Conversely, I have learned from the writings of the painter, Makoto Fujimura, that a key to true creative joy is what he describes as a gratuitous process of culture care, a form of making out of one’s love for the world and each other. It is not a process devoid of pain—in a recent talk he posited that “all art flows out of the fissures of our brokenness and trauma.” But it is art made for an audience of one, without commercial purpose, a creative process and experiential reality grounded in beauty—though beauty and perfection are two very different things when art serves to heal the shattered (as in the case of Japanese Kintsugi). Instead of gold holding pieces of pottery, thread—for me—becomes a reparative agent in the work I am making.
Fujimura’s writings echo with research dedicated over the past decades to human flourishing. I had already read about happiness and love; one of my former colleagues at the University of North Carolina at Chapel Hill was Barbara L. Frederickson, whose book simply titled Positivity (2009) bears rereading. In a pre-pandemic workshop at the University of Pennsylvania in 2019, several colleagues and I reflected on how our work as musicians and music scholars connected with these ideas about human flourishing. The resulting book of essays has just been published. The concepts of human flourishing as a deep well of happiness are deeply entwined with the way I understand joy.
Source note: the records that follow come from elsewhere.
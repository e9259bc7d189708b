//! Duplicate document detection.
//!
//! Two documents are duplicates when they index the same set of distinct
//! words; word counts, order and ratings are ignored. Among duplicates the
//! lowest id is kept.

use crate::arena::WordId;
use crate::index::Quarry;
use quarry_types::DocId;

use rustc_hash::FxHashSet;

/// Returns the ids [`remove_duplicates`] would remove, ascending.
pub fn find_duplicates(quarry: &Quarry) -> Vec<DocId> {
    let mut seen: FxHashSet<Vec<WordId>> = FxHashSet::default();
    let mut duplicates = Vec::new();

    // Store iteration is ascending by id, so the first owner of a word set
    // is always the canonical one.
    for (&id, doc) in &quarry.documents {
        let word_set: Vec<WordId> = doc.word_freqs.keys().copied().collect();
        if !seen.insert(word_set) {
            duplicates.push(id);
        }
    }
    duplicates
}

/// Removes every document whose word set matches a lower-id document.
///
/// Returns the removed ids, ascending.
pub fn remove_duplicates(quarry: &mut Quarry) -> Vec<DocId> {
    let duplicates = find_duplicates(quarry);
    for &id in &duplicates {
        tracing::info!(doc_id = id, "removing duplicate document");
        quarry.remove_document(id);
    }
    duplicates
}

#[cfg(test)]
mod tests {
    use super::*;
    use quarry_types::DocumentStatus;

    fn add(quarry: &mut Quarry, id: DocId, text: &str) {
        quarry
            .add_document(id, text, DocumentStatus::Actual, &[1, 2])
            .expect("should add doc");
    }

    #[test]
    fn keeps_lowest_id_of_each_group() {
        let mut quarry = Quarry::from_stop_words_text("and with").unwrap();
        add(&mut quarry, 1, "funny pet and nasty rat");
        add(&mut quarry, 2, "funny pet with curly hair");
        // same words as 2
        add(&mut quarry, 3, "funny pet with curly hair");
        // same set as 2, different counts
        add(&mut quarry, 4, "funny pet and curly hair curly");
        // same set as 1, different order
        add(&mut quarry, 5, "nasty rat funny pet");
        add(&mut quarry, 6, "nasty rat with curly hair");
        // subset of 6, not a duplicate
        add(&mut quarry, 7, "nasty rat curly");

        assert_eq!(find_duplicates(&quarry), vec![3, 4, 5]);
        assert_eq!(quarry.document_count(), 7);

        assert_eq!(remove_duplicates(&mut quarry), vec![3, 4, 5]);
        assert_eq!(quarry.iter().collect::<Vec<_>>(), vec![1, 2, 6, 7]);
        assert!(find_duplicates(&quarry).is_empty());
    }

    #[test]
    fn canonical_is_lowest_id_not_first_inserted() {
        let mut quarry = Quarry::new();
        add(&mut quarry, 10, "cat dog");
        add(&mut quarry, 2, "dog cat");
        assert_eq!(remove_duplicates(&mut quarry), vec![10]);
        assert_eq!(quarry.document_id(0), Ok(2));
    }

    #[test]
    fn stop_word_only_documents_share_the_empty_set() {
        let mut quarry = Quarry::from_stop_words_text("in the").unwrap();
        add(&mut quarry, 1, "in the");
        add(&mut quarry, 2, "the");
        add(&mut quarry, 3, "cat");
        assert_eq!(find_duplicates(&quarry), vec![2]);
    }

    #[test]
    fn empty_index_has_no_duplicates() {
        let mut quarry = Quarry::new();
        assert!(remove_duplicates(&mut quarry).is_empty());
    }
}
It is—the Cambridge Dictionary tells us—“great happiness”: not a thing, not a method, but a profound state of being. This kind of joy is not a fleeting moment of laughter—though that, too, can bring joy—but a form of exuberant entanglement with something that might even carry sorrow. Mozart’s joy was one that reveled in a musical love duet that, nonetheless, meant saying goodbye to Storace as she packed her bags to return from Vienna to London.
In my studio, this joy can mean that I try—over and over again—to figure out the next steps; that I accept things might go badly when cutting into a beautiful piece of fabric I created earlier; that I battle with stitch to understand its reparative and creative dimensions; that what I make may not be “great” or even “decent” art. But joyfully making means that I can flourish as I play with glorious materials trying to capture some of the beauty of our magnificent albeit fragile world. Instead of fearing failure and feeding the nasty little beast of impostor syndrome, I embrace joy as a liberating state that takes me away from outcome and (self-)judgment: not transactionally but entirely gratuitously.